++++ THE RECORDS

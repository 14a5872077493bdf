use std::env;
use std::path::{Path, PathBuf};

use agenda_core::config::SyncConfig;
use agenda_core::models::DeadLetter;
use agenda_core::util::{compact_text, unix_millis_now};
use agenda_core::{EntityId, EntityRecord, LocalStore, MutationRecord};
use serde::Serialize;
use serde_json::{Map, Value};

use crate::error::CliError;

const ENV_DB_PATH: &str = "AGENDA_DB_PATH";

#[derive(Debug, Serialize)]
pub struct MutationItem {
    pub id: String,
    pub table: String,
    pub action: String,
    pub entity_id: String,
    pub timestamp: i64,
    pub queued_at: String,
    pub relative_time: String,
    pub retries: u32,
    pub last_error: Option<String>,
}

#[derive(Debug, Serialize)]
pub struct QueueReport {
    pub pending: usize,
    pub mutations: Vec<MutationItem>,
}

pub fn resolve_db_path(cli_db_path: Option<PathBuf>) -> Result<PathBuf, CliError> {
    if let Some(path) = cli_db_path.or_else(|| env::var_os(ENV_DB_PATH).map(PathBuf::from)) {
        return Ok(path);
    }
    default_db_path().ok_or(CliError::NoDataDir)
}

pub fn default_db_path() -> Option<PathBuf> {
    dirs::data_dir().map(|dir| dir.join("agenda").join("agenda.db"))
}

pub async fn open_store(path: &Path) -> Result<LocalStore, CliError> {
    Ok(LocalStore::open_path(path).await?)
}

pub fn load_config() -> Result<SyncConfig, CliError> {
    Ok(SyncConfig::from_env()?)
}

/// Parse a JSON argument that must be an object
pub fn parse_object(json: &str) -> Result<Map<String, Value>, CliError> {
    match serde_json::from_str::<Value>(json)? {
        Value::Object(fields) => Ok(fields),
        other => Err(CliError::NotAnObject(compact_text(&other.to_string()))),
    }
}

/// Parse a JSON object carrying an existing `id`
pub fn parse_record(json: &str) -> Result<EntityRecord, CliError> {
    let fields = parse_object(json)?;
    match fields.get("id") {
        Some(Value::String(id)) if !id.trim().is_empty() => {}
        Some(Value::Number(_)) => {}
        _ => return Err(CliError::MissingId),
    }
    Ok(EntityRecord::from_json(Value::Object(fields))?)
}

pub fn normalize_record_id(id: &str) -> Result<EntityId, CliError> {
    let trimmed = id.trim();
    if trimmed.is_empty() {
        return Err(CliError::EmptyId);
    }
    Ok(EntityId::new(trimmed))
}

/// Split `field=value`; the value is matched as text
pub fn parse_filter(filter: &str) -> Result<(String, Value), CliError> {
    let Some((field, value)) = filter.split_once('=') else {
        return Err(CliError::InvalidFilter(filter.to_string()));
    };
    let field = field.trim();
    if field.is_empty() {
        return Err(CliError::InvalidFilter(filter.to_string()));
    }
    Ok((field.to_string(), Value::String(value.trim().to_string())))
}

pub fn format_record_line(record: &EntityRecord) -> String {
    let marker = if record.id.is_temporary() {
        "  (not synced)"
    } else {
        ""
    };
    let fields = Value::Object(record.fields.clone()).to_string();
    format!("{}  {}{marker}", record.id, compact_text(&fields))
}

pub fn mutation_to_item(mutation: &MutationRecord, now_ms: i64) -> MutationItem {
    MutationItem {
        id: mutation.id.to_string(),
        table: mutation.table.clone(),
        action: mutation.kind().to_string(),
        entity_id: mutation.entity_id().to_string(),
        timestamp: mutation.timestamp,
        queued_at: format_timestamp(mutation.timestamp),
        relative_time: format_relative_time(mutation.timestamp, now_ms),
        retries: mutation.retries,
        last_error: mutation.last_error.clone(),
    }
}

/// Pending mutations in dispatch order
pub fn queue_report(mut mutations: Vec<MutationRecord>) -> QueueReport {
    mutations.sort_by(|a, b| a.timestamp.cmp(&b.timestamp).then_with(|| a.id.cmp(&b.id)));
    let now_ms = unix_millis_now();
    QueueReport {
        pending: mutations.len(),
        mutations: mutations
            .iter()
            .map(|mutation| mutation_to_item(mutation, now_ms))
            .collect(),
    }
}

pub fn format_mutation_lines(items: &[MutationItem]) -> Vec<String> {
    items
        .iter()
        .map(|item| {
            let mut line = format!(
                "{:<10}  {:<6}  {:<14}  {}",
                item.relative_time, item.action, item.table, item.entity_id
            );
            if item.retries > 0 {
                line.push_str(&format!("  retries={}", item.retries));
            }
            if let Some(error) = &item.last_error {
                line.push_str(&format!("  last_error={}", compact_text(error)));
            }
            line
        })
        .collect()
}

pub fn format_dead_letter_lines(letters: &[DeadLetter]) -> Vec<String> {
    letters
        .iter()
        .map(|letter| {
            format!(
                "{}  {:<6}  {:<14}  {}  {}",
                format_timestamp(letter.dead_lettered_at),
                letter.mutation.kind(),
                letter.mutation.table,
                letter.mutation.entity_id(),
                compact_text(&letter.reason)
            )
        })
        .collect()
}

pub fn format_timestamp(timestamp_ms: i64) -> String {
    chrono::DateTime::from_timestamp_millis(timestamp_ms).map_or_else(
        || timestamp_ms.to_string(),
        |date_time| date_time.format("%Y-%m-%d %H:%M:%S UTC").to_string(),
    )
}

pub fn format_relative_time(timestamp_ms: i64, now_ms: i64) -> String {
    let diff = now_ms.saturating_sub(timestamp_ms);
    let minute = 60_000;
    let hour = 60 * minute;
    let day = 24 * hour;

    if diff < minute {
        "just now".to_string()
    } else if diff < hour {
        format!("{}m ago", diff / minute)
    } else if diff < day {
        format!("{}h ago", diff / hour)
    } else {
        format!("{}d ago", diff / day)
    }
}
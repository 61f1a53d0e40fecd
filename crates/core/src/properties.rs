//! Frozen property tables and per-fetch resolution contexts.

use std::sync::{Arc, Mutex};

use indexmap::IndexMap;
use tracing::warn;

use cumulo_spi::{ConfigError, DataFetchContext, PropertyProvider, PropertyValue};

/// Immutable key to provider table owned by a built context.
#[derive(Clone, Default)]
pub(crate) struct PropertyTable {
    providers: Arc<IndexMap<String, Arc<dyn PropertyProvider>>>,
}

impl PropertyTable {
    pub(crate) fn new(providers: IndexMap<String, Arc<dyn PropertyProvider>>) -> Self {
        Self {
            providers: Arc::new(providers),
        }
    }

    pub(crate) fn provider(&self, key: &str) -> Option<&Arc<dyn PropertyProvider>> {
        self.providers.get(key)
    }

    pub(crate) fn len(&self) -> usize {
        self.providers.len()
    }
}

/// Property view scoped to one fetch invocation.
///
/// Each call into a fetcher receives a fresh context, so computed providers
/// run per fetch and re-entrancy tracking never leaks between invocations.
pub struct FetchContext<'a> {
    table: &'a PropertyTable,
    resolving: Mutex<Vec<String>>,
}

impl<'a> FetchContext<'a> {
    pub(crate) fn new(table: &'a PropertyTable) -> Self {
        Self {
            table,
            resolving: Mutex::new(Vec::new()),
        }
    }
}

impl DataFetchContext for FetchContext<'_> {
    fn find_property(&self, key: &str) -> Result<Option<PropertyValue>, ConfigError> {
        let Some(provider) = self.table.provider(key) else {
            return Ok(None);
        };
        {
            let mut resolving = self.resolving.lock().expect("resolving lock");
            if resolving.iter().any(|in_flight| in_flight == key) {
                let mut chain = resolving.clone();
                chain.push(key.to_string());
                warn!(property = %key, "property provider cycle");
                return Err(ConfigError::provider_cycle(key, &chain));
            }
            resolving.push(key.to_string());
        }
        let result = provider.provide(self);
        self.resolving.lock().expect("resolving lock").pop();
        result.map(Some)
    }
}
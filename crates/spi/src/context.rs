//! Context traits connecting fetchers and schema providers to configuration.

use std::sync::Arc;

use crate::error::ConfigError;
use crate::property::{PropertyProvider, PropertyValue};

/// Read-only property access handed to a fetcher for the duration of one
/// fetch invocation.
///
/// Values are resolved through the providers registered at build time. A key
/// with no registered provider resolves to `Ok(None)`; provider failures and
/// provider cycles surface as errors.
pub trait DataFetchContext {
    /// Resolve the value registered under `key`, if any.
    fn find_property(&self, key: &str) -> Result<Option<PropertyValue>, ConfigError>;
}

/// Provider-level view of the configuration accumulated so far.
///
/// Schema providers receive this during context build so that the set of
/// schema objects they contribute can depend on configuration, for example
/// binding a different fetcher when an alternate transport is configured.
pub trait ConfigurationProvider {
    /// Look up the provider registered under `key`.
    ///
    /// Unlike value resolution, an unknown key is an error here: the caller
    /// asked for the registration itself, and its absence is detectable at
    /// lookup time.
    fn property_provider(&self, key: &str) -> Result<Arc<dyn PropertyProvider>, ConfigError> {
        self.find_property_provider(key)
            .ok_or_else(|| ConfigError::unknown_property(key))
    }

    /// Look up the provider registered under `key`, returning `None` when no
    /// registration exists.
    fn find_property_provider(&self, key: &str) -> Option<Arc<dyn PropertyProvider>>;
}
//! Service provider interface for the Cumulo query runtime.
//!
//! This crate defines the contracts a cloud connector implements and the
//! types that cross the boundary between connectors and the runtime:
//!
//! - [`DataFetcher`] produces all records of one schema object type, reading
//!   the configuration it needs from a [`DataFetchContext`].
//! - [`QuerySchemaProvider`] contributes fetcher bindings for a whole
//!   connector at context build time.
//! - [`PropertyProvider`] and [`ConfigProperty`] carry configuration values
//!   between embedders and fetchers without coupling either side to concrete
//!   types.
//!
//! Nothing in this crate performs I/O. Connectors depend on it alone, and the
//! runtime crate consumes these contracts to build query contexts.

pub mod context;
pub mod error;
pub mod fetcher;
pub mod format;
pub mod property;
pub mod schema;

pub use context::{ConfigurationProvider, DataFetchContext};
pub use error::{BoxedError, ConfigError, FetchError};
pub use fetcher::{DataFetcher, ItemFetcher, RowsFetcher, SchemaObject, SchemaObjectBinding};
pub use format::{DataFormat, FieldFormat, FieldKind};
pub use property::{
    ComputedProperty, ConfigProperty, PropertyProvider, PropertyValue, StaticProperty,
};
pub use schema::{QuerySchemaProvider, SchemaProviderDiscovery, StaticDiscovery};
//! Fetchers for the IAM schema object types.

use cumulo_spi::{DataFetchContext, DataFetcher, FetchError, SchemaObject};

use crate::fetch::fetch_per_account;
use crate::iam::model::{AccountSummary, MfaDevice, PasswordPolicy, User};

/// Fetches every IAM user across the configured accounts.
#[derive(Debug, Default)]
pub struct UserFetcher;

impl DataFetcher for UserFetcher {
    type Item = User;

    fn fetch(&self, ctx: &dyn DataFetchContext) -> Result<Vec<User>, FetchError> {
        fetch_per_account(
            ctx,
            User::CANONICAL_NAME,
            |factory, account, transport| factory.open_iam(account, transport),
            |client| client.list_users(),
        )
    }
}

/// Fetches every MFA device across the configured accounts.
#[derive(Debug, Default)]
pub struct MfaDeviceFetcher;

impl DataFetcher for MfaDeviceFetcher {
    type Item = MfaDevice;

    fn fetch(&self, ctx: &dyn DataFetchContext) -> Result<Vec<MfaDevice>, FetchError> {
        fetch_per_account(
            ctx,
            MfaDevice::CANONICAL_NAME,
            |factory, account, transport| factory.open_iam(account, transport),
            |client| client.list_mfa_devices(),
        )
    }
}

/// Fetches the password policy of each configured account.
///
/// Accounts without a policy contribute no record, so the result may hold
/// fewer records than there are accounts.
#[derive(Debug, Default)]
pub struct PasswordPolicyFetcher;

impl DataFetcher for PasswordPolicyFetcher {
    type Item = PasswordPolicy;

    fn fetch(&self, ctx: &dyn DataFetchContext) -> Result<Vec<PasswordPolicy>, FetchError> {
        fetch_per_account(
            ctx,
            PasswordPolicy::CANONICAL_NAME,
            |factory, account, transport| factory.open_iam(account, transport),
            |client| {
                client
                    .account_password_policy()
                    .map(|policy| policy.into_iter().collect())
            },
        )
    }
}

/// Fetches the entity summary of each configured account, one record per
/// account.
#[derive(Debug, Default)]
pub struct AccountSummaryFetcher;

impl DataFetcher for AccountSummaryFetcher {
    type Item = AccountSummary;

    fn fetch(&self, ctx: &dyn DataFetchContext) -> Result<Vec<AccountSummary>, FetchError> {
        fetch_per_account(
            ctx,
            AccountSummary::CANONICAL_NAME,
            |factory, account, transport| factory.open_iam(account, transport),
            |client| client.account_summary().map(|summary| vec![summary]),
        )
    }
}
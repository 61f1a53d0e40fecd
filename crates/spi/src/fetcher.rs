//! Data fetchers and the erased bindings stored in a built context.
//!
//! A connector implements [`DataFetcher`] once per schema object type. The
//! runtime stores fetchers as [`SchemaObjectBinding`]s, which erase the item
//! type twice: once into a JSON row producer for uniform querying, and once
//! into an `Any`-boxed typed handle recovered by the typed fetch path.

use std::any::Any;
use std::fmt;
use std::sync::Arc;

use serde::Serialize;
use serde_json::Value;

use crate::context::DataFetchContext;
use crate::error::FetchError;
use crate::format::DataFormat;

/// A domain record type that can be registered in a query context.
///
/// The canonical name is the stable identifier rows are queried under. Names
/// are dot-separated and globally unique per type, `"aws.iam.user"` style;
/// two types must never share one.
pub trait SchemaObject: Send + Sync + 'static {
    /// Stable, globally unique name for this type.
    const CANONICAL_NAME: &'static str;
}

/// Produces all records of one schema object type.
///
/// A fetcher owns the retrieval logic for exactly one type: resolving the
/// configuration it needs from the fetch context, calling the provider, and
/// returning the complete flat result. Fetchers hold no per-invocation state;
/// one instance serves concurrent fetches.
pub trait DataFetcher: Send + Sync + 'static {
    /// Record type this fetcher produces.
    type Item: SchemaObject + Serialize + schemars::JsonSchema;

    /// Fetch every record currently visible to the configured accounts.
    ///
    /// Failures wrap the underlying cause in a [`FetchError`] naming the
    /// item's canonical type; partial results are never returned.
    fn fetch(&self, ctx: &dyn DataFetchContext) -> Result<Vec<Self::Item>, FetchError>;

    /// Field-level description of the produced records.
    fn data_format(&self) -> DataFormat {
        DataFormat::of::<Self::Item>()
    }
}

/// Object-safe view of a fetcher producing serialized JSON rows.
pub trait RowsFetcher: Send + Sync {
    /// Fetch and serialize every record.
    fn fetch_rows(&self, ctx: &dyn DataFetchContext) -> Result<Vec<Value>, FetchError>;
}

impl<F: DataFetcher> RowsFetcher for F {
    fn fetch_rows(&self, ctx: &dyn DataFetchContext) -> Result<Vec<Value>, FetchError> {
        self.fetch(ctx)?
            .into_iter()
            .map(|item| {
                serde_json::to_value(item)
                    .map_err(|err| FetchError::new(F::Item::CANONICAL_NAME, err))
            })
            .collect()
    }
}

/// Object-safe view of a fetcher producing typed records.
///
/// This is the handle recovered by the typed fetch path after downcasting the
/// `Any`-boxed slot of a [`SchemaObjectBinding`].
pub trait ItemFetcher<T>: Send + Sync {
    /// Fetch every record as the item type.
    fn fetch_items(&self, ctx: &dyn DataFetchContext) -> Result<Vec<T>, FetchError>;
}

impl<F: DataFetcher> ItemFetcher<F::Item> for F {
    fn fetch_items(&self, ctx: &dyn DataFetchContext) -> Result<Vec<F::Item>, FetchError> {
        self.fetch(ctx)
    }
}

/// One schema object type bound to its fetcher.
///
/// Bindings are what schema providers hand to the context builder and what
/// the built context stores. The same underlying fetcher instance backs both
/// the row view and the typed view.
#[derive(Clone)]
pub struct SchemaObjectBinding {
    canonical_name: &'static str,
    rows: Arc<dyn RowsFetcher>,
    items: Arc<dyn Any + Send + Sync>,
    format: DataFormat,
}

impl SchemaObjectBinding {
    /// Bind `fetcher` under its item's canonical name.
    pub fn new<F: DataFetcher>(fetcher: F) -> Self {
        let format = fetcher.data_format();
        let fetcher = Arc::new(fetcher);
        let items: Arc<dyn ItemFetcher<F::Item>> = fetcher.clone();
        Self {
            canonical_name: F::Item::CANONICAL_NAME,
            rows: fetcher,
            items: Arc::new(items),
            format,
        }
    }

    /// Canonical name of the bound type.
    pub fn canonical_name(&self) -> &'static str {
        self.canonical_name
    }

    /// Field-level description of the bound type's rows.
    pub fn data_format(&self) -> &DataFormat {
        &self.format
    }

    /// Fetch every record of the bound type as JSON rows.
    pub fn fetch_rows(&self, ctx: &dyn DataFetchContext) -> Result<Vec<Value>, FetchError> {
        self.rows.fetch_rows(ctx)
    }

    /// Recover the typed fetcher, when `T` is the bound item type.
    pub fn typed_fetcher<T: SchemaObject>(&self) -> Option<Arc<dyn ItemFetcher<T>>> {
        self.items
            .downcast_ref::<Arc<dyn ItemFetcher<T>>>()
            .map(Arc::clone)
    }
}

impl fmt::Debug for SchemaObjectBinding {
    fn fmt(&self, f: &mut fmt::Formatter<'_>) -> fmt::Result {
        f.debug_struct("SchemaObjectBinding")
            .field("canonical_name", &self.canonical_name)
            .finish_non_exhaustive()
    }
}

++++++++

GOAL OF THE EXERCISE
Transcribe the records above exactly, from the opening line down to and including the line with "pub fn parse_object(json: &str)".

SOLUTION TO THIS EXERCISE
repository 14a5872077493bdf
use std::env;
use std::path::{Path, PathBuf};

use agenda_core::config::SyncConfig;
use agenda_core::models::DeadLetter;
use agenda_core::util::{compact_text, unix_millis_now};
use agenda_core::{EntityId, EntityRecord, LocalStore, MutationRecord};
use serde::Serialize;
use serde_json::{Map, Value};

use crate::error::CliError;

const ENV_DB_PATH: &str = "AGENDA_DB_PATH";

#[derive(Debug, Serialize)]
pub struct MutationItem {
    pub id: String,
    pub table: String,
    pub action: String,
    pub entity_id: String,
    pub timestamp: i64,
    pub queued_at: String,
    pub relative_time: String,
    pub retries: u32,
    pub last_error: Option<String>,
}

#[derive(Debug, Serialize)]
pub struct QueueReport {
    pub pending: usize,
    pub mutations: Vec<MutationItem>,
}

pub fn resolve_db_path(cli_db_path: Option<PathBuf>) -> Result<PathBuf, CliError> {
    if let Some(path) = cli_db_path.or_else(|| env::var_os(ENV_DB_PATH).map(PathBuf::from)) {
        return Ok(path);
    }
    default_db_path().ok_or(CliError::NoDataDir)
}

pub fn default_db_path() -> Option<PathBuf> {
    dirs::data_dir().map(|dir| dir.join("agenda").join("agenda.db"))
}

pub async fn open_store(path: &Path) -> Result<LocalStore, CliError> {
    Ok(LocalStore::open_path(path).await?)
}

pub fn load_config() -> Result<SyncConfig, CliError> {
    Ok(SyncConfig::from_env()?)
}

/// Parse a JSON argument that must be an object
pub fn parse_object(json: &str) -> Result<Map<String, Value>, CliError> {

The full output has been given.